# TASK GOAL
Pick out each line in these entries that contains the string "across".

# Stored entries
= Beginning of Section =
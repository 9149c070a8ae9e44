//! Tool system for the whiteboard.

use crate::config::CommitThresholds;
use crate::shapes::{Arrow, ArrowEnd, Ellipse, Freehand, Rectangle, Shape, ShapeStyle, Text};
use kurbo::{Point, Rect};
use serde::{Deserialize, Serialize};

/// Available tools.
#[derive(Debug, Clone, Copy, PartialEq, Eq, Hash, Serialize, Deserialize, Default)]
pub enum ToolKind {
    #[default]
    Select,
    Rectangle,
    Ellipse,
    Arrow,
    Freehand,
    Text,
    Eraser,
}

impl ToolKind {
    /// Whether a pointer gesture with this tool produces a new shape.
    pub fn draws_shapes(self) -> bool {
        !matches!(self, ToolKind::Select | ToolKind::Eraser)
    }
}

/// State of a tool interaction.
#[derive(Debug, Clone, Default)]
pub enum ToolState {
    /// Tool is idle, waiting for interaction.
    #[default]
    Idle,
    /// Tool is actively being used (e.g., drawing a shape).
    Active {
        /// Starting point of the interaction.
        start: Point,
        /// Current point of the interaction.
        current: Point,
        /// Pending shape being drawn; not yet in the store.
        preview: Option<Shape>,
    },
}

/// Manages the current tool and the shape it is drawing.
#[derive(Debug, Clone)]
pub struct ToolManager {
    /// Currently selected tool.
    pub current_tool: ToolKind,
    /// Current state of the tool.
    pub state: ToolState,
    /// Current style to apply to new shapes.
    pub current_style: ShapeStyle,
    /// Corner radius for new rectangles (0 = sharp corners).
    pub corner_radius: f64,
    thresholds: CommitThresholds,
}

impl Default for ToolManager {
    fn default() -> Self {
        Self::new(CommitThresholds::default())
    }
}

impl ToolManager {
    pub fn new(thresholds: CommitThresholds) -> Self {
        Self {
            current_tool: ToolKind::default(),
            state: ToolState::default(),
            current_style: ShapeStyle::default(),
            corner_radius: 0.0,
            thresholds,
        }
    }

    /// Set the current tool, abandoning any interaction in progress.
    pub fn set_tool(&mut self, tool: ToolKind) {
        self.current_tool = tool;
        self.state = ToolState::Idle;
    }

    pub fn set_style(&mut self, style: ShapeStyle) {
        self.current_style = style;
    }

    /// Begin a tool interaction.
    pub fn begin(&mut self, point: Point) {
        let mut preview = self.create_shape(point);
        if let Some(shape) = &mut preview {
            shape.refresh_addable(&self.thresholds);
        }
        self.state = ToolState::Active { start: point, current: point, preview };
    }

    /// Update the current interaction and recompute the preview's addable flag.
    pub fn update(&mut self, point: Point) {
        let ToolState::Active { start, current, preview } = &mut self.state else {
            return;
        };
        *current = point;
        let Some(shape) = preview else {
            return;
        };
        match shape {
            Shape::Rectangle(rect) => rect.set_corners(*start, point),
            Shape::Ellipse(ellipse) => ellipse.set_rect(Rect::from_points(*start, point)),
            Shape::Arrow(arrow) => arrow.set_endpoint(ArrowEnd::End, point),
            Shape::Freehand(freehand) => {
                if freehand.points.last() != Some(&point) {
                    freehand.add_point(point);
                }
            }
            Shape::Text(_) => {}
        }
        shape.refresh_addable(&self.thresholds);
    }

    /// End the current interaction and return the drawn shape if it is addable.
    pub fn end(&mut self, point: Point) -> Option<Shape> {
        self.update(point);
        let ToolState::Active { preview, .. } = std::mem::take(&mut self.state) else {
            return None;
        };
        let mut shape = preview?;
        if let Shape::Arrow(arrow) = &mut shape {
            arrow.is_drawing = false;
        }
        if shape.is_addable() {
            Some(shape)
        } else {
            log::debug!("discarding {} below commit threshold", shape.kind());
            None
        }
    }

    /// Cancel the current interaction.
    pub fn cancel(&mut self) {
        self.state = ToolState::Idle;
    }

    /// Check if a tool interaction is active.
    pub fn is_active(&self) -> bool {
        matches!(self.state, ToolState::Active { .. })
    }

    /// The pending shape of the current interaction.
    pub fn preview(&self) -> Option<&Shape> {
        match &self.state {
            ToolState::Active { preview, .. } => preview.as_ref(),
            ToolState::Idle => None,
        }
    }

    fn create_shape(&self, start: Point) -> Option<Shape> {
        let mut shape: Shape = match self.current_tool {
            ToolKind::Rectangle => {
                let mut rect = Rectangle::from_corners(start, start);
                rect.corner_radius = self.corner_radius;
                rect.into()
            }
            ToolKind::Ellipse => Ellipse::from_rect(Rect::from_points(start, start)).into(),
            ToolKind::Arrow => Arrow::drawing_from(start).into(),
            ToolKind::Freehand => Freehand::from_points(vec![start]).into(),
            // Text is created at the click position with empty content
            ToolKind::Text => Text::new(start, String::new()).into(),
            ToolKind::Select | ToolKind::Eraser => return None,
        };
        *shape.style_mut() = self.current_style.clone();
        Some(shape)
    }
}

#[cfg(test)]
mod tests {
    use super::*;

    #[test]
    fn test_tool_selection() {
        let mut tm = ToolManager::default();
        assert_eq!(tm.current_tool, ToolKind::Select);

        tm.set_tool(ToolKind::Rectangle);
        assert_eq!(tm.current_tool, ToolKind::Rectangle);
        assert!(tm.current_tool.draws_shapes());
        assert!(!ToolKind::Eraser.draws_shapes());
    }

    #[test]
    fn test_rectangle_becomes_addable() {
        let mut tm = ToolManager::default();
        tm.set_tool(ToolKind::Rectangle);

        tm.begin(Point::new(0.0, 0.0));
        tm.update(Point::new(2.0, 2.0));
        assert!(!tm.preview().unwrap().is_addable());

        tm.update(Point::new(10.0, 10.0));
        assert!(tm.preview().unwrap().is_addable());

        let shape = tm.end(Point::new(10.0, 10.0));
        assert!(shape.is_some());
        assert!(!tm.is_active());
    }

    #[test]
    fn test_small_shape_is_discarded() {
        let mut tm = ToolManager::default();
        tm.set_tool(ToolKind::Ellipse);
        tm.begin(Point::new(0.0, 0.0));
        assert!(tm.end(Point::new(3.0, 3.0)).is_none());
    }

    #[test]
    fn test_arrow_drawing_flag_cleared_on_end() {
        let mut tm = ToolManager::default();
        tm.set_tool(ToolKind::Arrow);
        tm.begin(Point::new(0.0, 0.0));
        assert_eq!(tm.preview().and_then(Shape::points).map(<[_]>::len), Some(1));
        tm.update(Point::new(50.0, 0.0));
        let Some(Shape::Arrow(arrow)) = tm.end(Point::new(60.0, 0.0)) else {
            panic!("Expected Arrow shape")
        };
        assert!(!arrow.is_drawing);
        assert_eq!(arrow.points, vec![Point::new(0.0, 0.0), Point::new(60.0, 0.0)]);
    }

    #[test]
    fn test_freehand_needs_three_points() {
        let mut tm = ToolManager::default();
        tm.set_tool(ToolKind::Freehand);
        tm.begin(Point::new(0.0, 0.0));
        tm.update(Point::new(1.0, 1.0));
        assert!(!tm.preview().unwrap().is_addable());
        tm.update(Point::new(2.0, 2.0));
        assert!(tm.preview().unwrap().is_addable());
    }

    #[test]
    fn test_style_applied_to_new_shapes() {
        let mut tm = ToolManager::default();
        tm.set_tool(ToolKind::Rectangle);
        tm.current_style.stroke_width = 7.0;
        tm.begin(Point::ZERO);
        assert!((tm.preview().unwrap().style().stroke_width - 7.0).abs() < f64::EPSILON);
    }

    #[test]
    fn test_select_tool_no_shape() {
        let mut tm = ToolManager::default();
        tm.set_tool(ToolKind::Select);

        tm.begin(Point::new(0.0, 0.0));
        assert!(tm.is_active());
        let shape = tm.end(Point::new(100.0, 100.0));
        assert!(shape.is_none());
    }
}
= End of Section =
= Beginning of Section =
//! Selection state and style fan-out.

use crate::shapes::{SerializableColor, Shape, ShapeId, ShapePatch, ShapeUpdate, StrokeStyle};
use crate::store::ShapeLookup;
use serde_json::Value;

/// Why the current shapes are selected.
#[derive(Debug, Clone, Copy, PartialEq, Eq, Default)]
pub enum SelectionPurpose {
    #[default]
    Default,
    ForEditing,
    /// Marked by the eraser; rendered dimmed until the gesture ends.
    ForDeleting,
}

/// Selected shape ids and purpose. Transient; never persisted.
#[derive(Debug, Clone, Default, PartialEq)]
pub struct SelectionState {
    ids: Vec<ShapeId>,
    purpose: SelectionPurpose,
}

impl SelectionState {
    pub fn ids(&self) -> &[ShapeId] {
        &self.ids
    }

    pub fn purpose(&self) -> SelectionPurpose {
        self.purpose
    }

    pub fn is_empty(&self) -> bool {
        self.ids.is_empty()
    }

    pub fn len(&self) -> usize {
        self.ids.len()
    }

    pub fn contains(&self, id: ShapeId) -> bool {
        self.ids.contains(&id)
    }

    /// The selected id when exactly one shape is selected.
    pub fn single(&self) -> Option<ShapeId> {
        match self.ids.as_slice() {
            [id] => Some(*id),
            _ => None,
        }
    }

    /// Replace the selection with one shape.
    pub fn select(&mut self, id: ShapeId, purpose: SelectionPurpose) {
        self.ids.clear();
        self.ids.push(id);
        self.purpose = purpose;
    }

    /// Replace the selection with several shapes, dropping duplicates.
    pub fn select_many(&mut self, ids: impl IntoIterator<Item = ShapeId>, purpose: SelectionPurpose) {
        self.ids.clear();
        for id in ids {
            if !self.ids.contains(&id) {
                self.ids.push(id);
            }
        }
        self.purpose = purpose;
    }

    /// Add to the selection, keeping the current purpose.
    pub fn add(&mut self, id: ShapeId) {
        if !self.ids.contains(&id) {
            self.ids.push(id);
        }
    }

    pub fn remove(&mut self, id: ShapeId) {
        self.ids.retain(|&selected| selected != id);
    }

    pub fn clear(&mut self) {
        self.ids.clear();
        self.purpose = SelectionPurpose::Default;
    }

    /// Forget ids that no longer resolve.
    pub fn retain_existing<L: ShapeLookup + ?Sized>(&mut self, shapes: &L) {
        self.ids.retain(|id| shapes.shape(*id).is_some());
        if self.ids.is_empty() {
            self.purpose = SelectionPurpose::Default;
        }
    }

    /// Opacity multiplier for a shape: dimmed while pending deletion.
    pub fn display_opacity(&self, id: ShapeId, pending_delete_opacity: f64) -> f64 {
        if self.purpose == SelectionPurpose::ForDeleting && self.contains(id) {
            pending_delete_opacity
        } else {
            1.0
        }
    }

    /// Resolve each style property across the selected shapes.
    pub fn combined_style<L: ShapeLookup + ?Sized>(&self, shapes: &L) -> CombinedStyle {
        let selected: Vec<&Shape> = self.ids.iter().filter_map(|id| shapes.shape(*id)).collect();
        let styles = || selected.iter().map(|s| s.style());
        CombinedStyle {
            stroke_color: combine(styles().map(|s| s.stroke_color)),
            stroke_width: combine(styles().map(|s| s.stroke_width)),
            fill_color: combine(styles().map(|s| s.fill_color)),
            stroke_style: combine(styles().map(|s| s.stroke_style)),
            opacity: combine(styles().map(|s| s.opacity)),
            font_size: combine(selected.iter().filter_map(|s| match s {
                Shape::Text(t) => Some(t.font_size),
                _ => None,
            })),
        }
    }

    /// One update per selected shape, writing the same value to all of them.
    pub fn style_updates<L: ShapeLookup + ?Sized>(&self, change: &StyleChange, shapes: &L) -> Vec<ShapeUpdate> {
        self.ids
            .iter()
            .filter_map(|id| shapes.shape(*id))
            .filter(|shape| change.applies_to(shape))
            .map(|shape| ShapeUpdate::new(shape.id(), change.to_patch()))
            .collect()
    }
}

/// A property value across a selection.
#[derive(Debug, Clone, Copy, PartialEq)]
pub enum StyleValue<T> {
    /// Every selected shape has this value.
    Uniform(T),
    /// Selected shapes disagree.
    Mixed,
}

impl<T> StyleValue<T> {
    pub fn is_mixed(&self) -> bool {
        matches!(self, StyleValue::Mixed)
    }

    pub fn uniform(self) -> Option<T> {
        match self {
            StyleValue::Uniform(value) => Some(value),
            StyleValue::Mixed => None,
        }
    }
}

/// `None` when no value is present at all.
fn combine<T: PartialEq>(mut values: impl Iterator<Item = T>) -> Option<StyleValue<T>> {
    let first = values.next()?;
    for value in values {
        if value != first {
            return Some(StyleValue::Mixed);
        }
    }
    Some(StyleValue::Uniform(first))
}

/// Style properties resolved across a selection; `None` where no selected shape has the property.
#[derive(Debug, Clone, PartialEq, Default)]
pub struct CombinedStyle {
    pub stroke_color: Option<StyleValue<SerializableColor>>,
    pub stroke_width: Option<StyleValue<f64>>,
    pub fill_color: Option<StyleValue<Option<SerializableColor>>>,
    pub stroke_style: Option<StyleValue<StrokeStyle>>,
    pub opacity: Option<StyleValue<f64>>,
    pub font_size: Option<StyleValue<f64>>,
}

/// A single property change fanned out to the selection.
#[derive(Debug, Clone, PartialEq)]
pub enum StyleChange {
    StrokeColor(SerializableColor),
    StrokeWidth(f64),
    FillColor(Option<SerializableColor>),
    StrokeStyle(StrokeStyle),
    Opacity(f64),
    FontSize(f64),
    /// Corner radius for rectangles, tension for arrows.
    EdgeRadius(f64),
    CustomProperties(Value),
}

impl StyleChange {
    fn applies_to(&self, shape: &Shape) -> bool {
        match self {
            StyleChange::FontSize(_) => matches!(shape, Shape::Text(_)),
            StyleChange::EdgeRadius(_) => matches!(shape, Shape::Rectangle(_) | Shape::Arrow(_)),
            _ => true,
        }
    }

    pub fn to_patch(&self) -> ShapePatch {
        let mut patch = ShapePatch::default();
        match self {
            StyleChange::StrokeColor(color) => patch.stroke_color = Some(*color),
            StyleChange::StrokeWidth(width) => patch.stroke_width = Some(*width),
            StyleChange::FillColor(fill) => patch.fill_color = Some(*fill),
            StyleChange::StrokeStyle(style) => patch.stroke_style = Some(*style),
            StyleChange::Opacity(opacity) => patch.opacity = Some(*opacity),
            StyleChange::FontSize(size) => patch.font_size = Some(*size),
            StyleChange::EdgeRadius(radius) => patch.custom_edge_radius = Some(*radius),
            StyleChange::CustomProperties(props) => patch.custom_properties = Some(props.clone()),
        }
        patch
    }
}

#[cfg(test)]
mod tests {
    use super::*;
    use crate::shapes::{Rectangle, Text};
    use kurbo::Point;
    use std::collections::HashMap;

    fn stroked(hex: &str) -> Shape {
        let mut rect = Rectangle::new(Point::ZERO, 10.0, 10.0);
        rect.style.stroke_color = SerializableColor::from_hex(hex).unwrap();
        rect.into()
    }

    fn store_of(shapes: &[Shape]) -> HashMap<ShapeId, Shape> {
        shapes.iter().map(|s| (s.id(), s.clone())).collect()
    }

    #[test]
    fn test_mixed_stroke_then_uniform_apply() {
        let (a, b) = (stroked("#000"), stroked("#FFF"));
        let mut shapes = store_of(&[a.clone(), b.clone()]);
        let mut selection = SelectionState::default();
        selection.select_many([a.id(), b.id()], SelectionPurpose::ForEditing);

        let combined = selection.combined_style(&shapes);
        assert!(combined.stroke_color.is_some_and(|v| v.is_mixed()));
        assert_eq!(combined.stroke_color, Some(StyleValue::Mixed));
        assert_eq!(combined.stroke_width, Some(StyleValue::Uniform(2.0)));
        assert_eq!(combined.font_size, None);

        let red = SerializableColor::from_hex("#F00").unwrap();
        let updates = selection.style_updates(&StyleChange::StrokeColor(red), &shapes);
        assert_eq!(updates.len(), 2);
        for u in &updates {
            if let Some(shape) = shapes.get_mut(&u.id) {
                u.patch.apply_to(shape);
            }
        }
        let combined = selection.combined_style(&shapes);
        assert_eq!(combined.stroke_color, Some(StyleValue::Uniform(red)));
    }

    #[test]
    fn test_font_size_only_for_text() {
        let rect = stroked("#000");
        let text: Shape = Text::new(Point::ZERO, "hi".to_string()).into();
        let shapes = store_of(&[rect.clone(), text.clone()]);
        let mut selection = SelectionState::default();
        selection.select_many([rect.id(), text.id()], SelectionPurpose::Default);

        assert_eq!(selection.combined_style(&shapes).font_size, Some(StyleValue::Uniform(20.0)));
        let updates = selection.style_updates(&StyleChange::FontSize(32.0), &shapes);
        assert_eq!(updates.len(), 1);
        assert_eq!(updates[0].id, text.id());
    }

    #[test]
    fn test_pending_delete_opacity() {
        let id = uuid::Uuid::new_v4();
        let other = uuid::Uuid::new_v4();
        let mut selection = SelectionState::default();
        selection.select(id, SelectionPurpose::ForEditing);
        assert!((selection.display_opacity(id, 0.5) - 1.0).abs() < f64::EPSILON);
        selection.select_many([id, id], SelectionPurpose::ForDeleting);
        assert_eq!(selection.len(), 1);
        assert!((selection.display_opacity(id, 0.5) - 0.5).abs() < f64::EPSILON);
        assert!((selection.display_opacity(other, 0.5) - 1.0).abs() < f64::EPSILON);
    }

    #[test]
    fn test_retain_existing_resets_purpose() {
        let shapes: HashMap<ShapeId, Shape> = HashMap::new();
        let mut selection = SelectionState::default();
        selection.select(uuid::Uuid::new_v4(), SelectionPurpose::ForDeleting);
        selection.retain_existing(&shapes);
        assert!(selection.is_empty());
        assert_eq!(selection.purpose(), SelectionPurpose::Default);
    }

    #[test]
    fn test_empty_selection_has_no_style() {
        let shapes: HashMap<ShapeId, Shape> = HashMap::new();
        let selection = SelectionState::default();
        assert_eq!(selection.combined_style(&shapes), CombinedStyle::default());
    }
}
= End of Section =
# SOLVED EXERCISE
    /// Resolve each style property across the selected shapes.
/// A property value across a selection.
/// Style properties resolved across a selection; `None` where no selected shape has the property.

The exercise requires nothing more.